If there is a change of government here this year, we already have National’s coalition partner pledging to double our ratio of military spending from roughly 1% to 2% of GDP - a spending increase of over $3 billion a year, at the very least. To keep that 2% of GDP commitment, a centre-right government would need to either borrow the money, cut public services drastically or raise taxes. Guess which option the ACT Party would be likely to favour.

Meanwhile, there is an absence of solid evidence that China’s limited presence in the Pacific is anything more than an excuse for political posturing, and private sector profit-taking.

Footnote One: ACT’s wild rhetoric reminds us that defence spending comes at a significant opportunity cost in social spending. Evidently, inflation of one sort or another has been plaguing the Pentagon for decades. This chart shows how the social costs have risen since the Eisenhower era of military spending, and what is having to be foregone today:


Footnote Two: All year, we’ve been told that Tik Tok poses an existential threat to us all, mainly because – hey - it was developed and is owned by a Chinese firm that could (conceivably) harvest the personal data of citizens and feed it back to Beijing to advance the cause of global communism.

Leave aside that (a) no reliable evidence of this harvesting of Tik Tok data has surfaced and (b) that Tik Tok’s owners have offered to spend billions to ensure that the data in question is held in the US, and managed solely by the US firm, Oracle.

Once again, this kind of moral panic comes with a significant double standard. If we’re truly worried about social media privacy, the Brennan Center in the US has tallied the roster of US federal agencies that are actively engaged in social media monitoring.

The list includes the Department of Homeland Security, the FBI, the State Department, the Drug Enforcement Administration, the Bureau of Alcohol, Tobacco, Fire-arms and Explosives, the Internal Revenue Service, the US Marshals Service, the Social Security Administration and the US Postal Service.

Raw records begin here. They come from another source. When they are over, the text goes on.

//! Submission lifecycle.
//!
//! `Editing -> AwaitingConfirmation -> Dispatching -> {Acknowledged, Failed}`.
//! A render failure during `confirm` also lands in `Failed`.
//! `confirm` hands the caller a [`PendingDispatch`] and leaves the machine in
//! `Dispatching` until [`SubmissionOrchestrator::complete`] reports the
//! transport outcome, so at most one dispatch is in flight per session.

use tracing::{info, warn};
use uuid::Uuid;

use crate::errors::{DispatchError, FormValidationReport, SubmissionError, SubmissionFailure};
use crate::form::layout::keys;
use crate::form::wizard::ClaimWizard;
use crate::storage::SessionPersistence;
use crate::submission::address::{check_list, check_single, split_list};
use crate::submission::dispatch::{DispatchReceipt, Dispatcher, OutboundMessage, TransportSettings};
use crate::submission::payload::SubmissionPayload;
use crate::submission::render::{Artifact, DocumentRenderer};

#[derive(Debug, Clone, PartialEq, Eq)]
pub enum SubmissionState {
    Editing,
    AwaitingConfirmation { recipient: String },
    Dispatching { submission_id: Uuid },
    Acknowledged(DispatchReceipt),
    Failed { reason: SubmissionFailure },
}

impl SubmissionState {
    pub fn name(&self) -> &'static str {
        match self {
            SubmissionState::Editing => "editing",
            SubmissionState::AwaitingConfirmation { .. } => "awaiting confirmation",
            SubmissionState::Dispatching { .. } => "dispatching",
            SubmissionState::Acknowledged(_) => "acknowledged",
            SubmissionState::Failed { .. } => "failed",
        }
    }
}

/// Rendered document plus the validation state it was rendered in.
#[derive(Debug, Clone, PartialEq, Eq)]
pub struct Preview {
    pub artifact: Artifact,
    pub report: FormValidationReport,
}

impl Preview {
    pub fn is_ready(&self) -> bool {
        self.report.is_clean()
    }
}

/// A confirmed submission waiting on the transport.
#[derive(Debug, Clone, PartialEq, Eq)]
pub struct PendingDispatch {
    pub payload: SubmissionPayload,
    pub artifact: Artifact,
    pub message: OutboundMessage,
}

#[derive(Debug, Clone)]
pub struct SubmissionOrchestrator {
    state: SubmissionState,
    transport: TransportSettings,
}

impl SubmissionOrchestrator {
    pub fn new(transport: TransportSettings) -> Self {
        Self {
            state: SubmissionState::Editing,
            transport,
        }
    }

    pub fn state(&self) -> &SubmissionState {
        &self.state
    }

    /// Whole-form check: required fields in section order, then the
    /// recipient address, then every malformed cc entry.
    pub fn validate(&self, wizard: &ClaimWizard) -> FormValidationReport {
        let missing = wizard.missing_required();
        let mut invalid_addresses = check_single(
            keys::RECIPIENT_EMAIL,
            &wizard.value(keys::RECIPIENT_EMAIL).to_plain(),
        );
        invalid_addresses.extend(check_list(
            keys::CC_EMAILS,
            &wizard.value(keys::CC_EMAILS).to_plain(),
        ));

        let mut report = FormValidationReport {
            missing,
            invalid_addresses,
            first_section: None,
        };
        report.first_section = report
            .offending_fields()
            .first()
            .and_then(|field| wizard.section_of(field));
        report
    }

    /// Validates the form and, when clean, waits for confirmation.
    /// Returns the resolved recipient for display.
    pub fn request_submit(&mut self, wizard: &ClaimWizard) -> Result<String, SubmissionError> {
        match self.state {
            SubmissionState::Editing
            | SubmissionState::AwaitingConfirmation { .. }
            | SubmissionState::Failed { .. } => {}
            _ => return Err(self.invalid("request submission")),
        }
        let report = self.validate(wizard);
        if !report.is_clean() {
            info!(offending = ?report.offending_fields(), "submission refused");
            return Err(SubmissionError::Validation(report));
        }
        let recipient = wizard.value(keys::RECIPIENT_EMAIL).to_plain().trim().to_string();
        self.transition(SubmissionState::AwaitingConfirmation {
            recipient: recipient.clone(),
        });
        Ok(recipient)
    }

    pub fn build_payload(&self, wizard: &ClaimWizard) -> SubmissionPayload {
        SubmissionPayload::new(
            wizard.clock().now(),
            wizard.value(keys::RECIPIENT_EMAIL).to_plain().trim().to_string(),
            split_list(&wizard.value(keys::CC_EMAILS).to_plain()),
            wizard.field_map(),
        )
    }

    /// Renders the document without touching the submission state. An
    /// incomplete form still renders; the report says what is missing.
    pub fn preview(
        &self,
        wizard: &ClaimWizard,
        renderer: &dyn DocumentRenderer,
    ) -> Result<Preview, SubmissionError> {
        let report = self.validate(wizard);
        let payload = self.build_payload(wizard);
        let artifact = renderer.render(&payload)?;
        Ok(Preview { artifact, report })
    }

    /// Assembles and renders the submission, then enters `Dispatching`.
    ///
    /// Accepted while awaiting confirmation or after a failed attempt.
    pub fn confirm(
        &mut self,
        wizard: &ClaimWizard,
        renderer: &dyn DocumentRenderer,
    ) -> Result<PendingDispatch, SubmissionError> {
        match self.state {
            SubmissionState::AwaitingConfirmation { .. } | SubmissionState::Failed { .. } => {}
            SubmissionState::Dispatching { .. } => return Err(SubmissionError::AlreadyDispatching),
            _ => return Err(self.invalid("confirm")),
        }
        let report = self.validate(wizard);
        if !report.is_clean() {
            return Err(SubmissionError::Validation(report));
        }

        let payload = self.build_payload(wizard);
        let artifact = match renderer.render(&payload) {
            Ok(artifact) => artifact,
            Err(err) => {
                warn!(error = %err, "submission document could not be rendered");
                self.transition(SubmissionState::Failed {
                    reason: err.clone().into(),
                });
                return Err(err.into());
            }
        };
        let message = OutboundMessage::compose(&self.transport, &payload, &artifact);
        self.transition(SubmissionState::Dispatching {
            submission_id: payload.id,
        });
        Ok(PendingDispatch {
            payload,
            artifact,
            message,
        })
    }

    /// Records the transport outcome of the in-flight dispatch.
    pub fn complete(
        &mut self,
        outcome: Result<DispatchReceipt, DispatchError>,
    ) -> Result<&SubmissionState, SubmissionError> {
        if !matches!(self.state, SubmissionState::Dispatching { .. }) {
            return Err(self.invalid("complete a dispatch"));
        }
        match outcome {
            Ok(receipt) => {
                info!(submission = %receipt.submission_id, reference = %receipt.reference, "submission acknowledged");
                self.transition(SubmissionState::Acknowledged(receipt));
            }
            Err(reason) => {
                warn!(error = %reason, "submission dispatch failed");
                self.transition(SubmissionState::Failed {
                    reason: reason.into(),
                });
            }
        }
        Ok(&self.state)
    }

    /// `confirm`, send and `complete` in one call.
    pub async fn submit(
        &mut self,
        wizard: &ClaimWizard,
        renderer: &dyn DocumentRenderer,
        dispatcher: &dyn Dispatcher,
    ) -> Result<DispatchReceipt, SubmissionError> {
        let pending = self.confirm(wizard, renderer)?;
        let outcome = dispatcher.send(&pending.message).await;
        self.complete(outcome.clone())?;
        Ok(outcome?)
    }

    pub fn cancel(&mut self) -> Result<(), SubmissionError> {
        if !matches!(self.state, SubmissionState::AwaitingConfirmation { .. }) {
            return Err(self.invalid("cancel"));
        }
        self.transition(SubmissionState::Editing);
        Ok(())
    }

    /// Leaves a failed attempt so the user can edit before retrying.
    pub fn resume_editing(&mut self) -> Result<(), SubmissionError> {
        if !matches!(self.state, SubmissionState::Failed { .. }) {
            return Err(self.invalid("resume editing"));
        }
        self.transition(SubmissionState::Editing);
        Ok(())
    }

    /// Starts a new claim after an acknowledged submission. This is the only
    /// path that discards session data.
    pub fn reset(
        &mut self,
        wizard: &mut ClaimWizard,
        persistence: Option<&SessionPersistence>,
    ) -> Result<(), SubmissionError> {
        if !matches!(self.state, SubmissionState::Acknowledged(_)) {
            return Err(self.invalid("reset"));
        }
        wizard.reset();
        if let Some(persistence) = persistence {
            if let Err(err) = persistence.clear() {
                warn!(error = %err, "saved session could not be cleared");
            }
        }
        self.transition(SubmissionState::Editing);
        Ok(())
    }

    fn invalid(&self, action: &'static str) -> SubmissionError {
        SubmissionError::InvalidTransition {
            action,
            state: self.state.name(),
        }
    }

    fn transition(&mut self, next: SubmissionState) {
        info!(from = self.state.name(), to = next.name(), "submission state changed");
        self.state = next;
    }
}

Paranoids, take note.

Meaning: There are threats to digital privacy far closer to home than Red China. As the Brennan Center adds:

Because social media can reveal a wealth of personal information — including about political and religious views, personal and professional connections, and health and sexuality — its use by the government is rife with risks for freedom of speech, assembly, and faith, particularly for the Black, Latino, and Muslim communities that are historically targeted by law enforcement and intelligence efforts.

These risks are far from theoretical: many agencies have a track record of using these programs to target minority communities and social movements. For all that, there is little evidence that this type of monitoring advances security objectives; agencies rarely measure the usefulness of social media monitoring and [Homeland Security’s] own pilot programs showed that they were not helpful in identifying threats.

In other words: Forget Tik Tok. Social minorities have a lot more to fear from the homegrown versions of social media monitoring.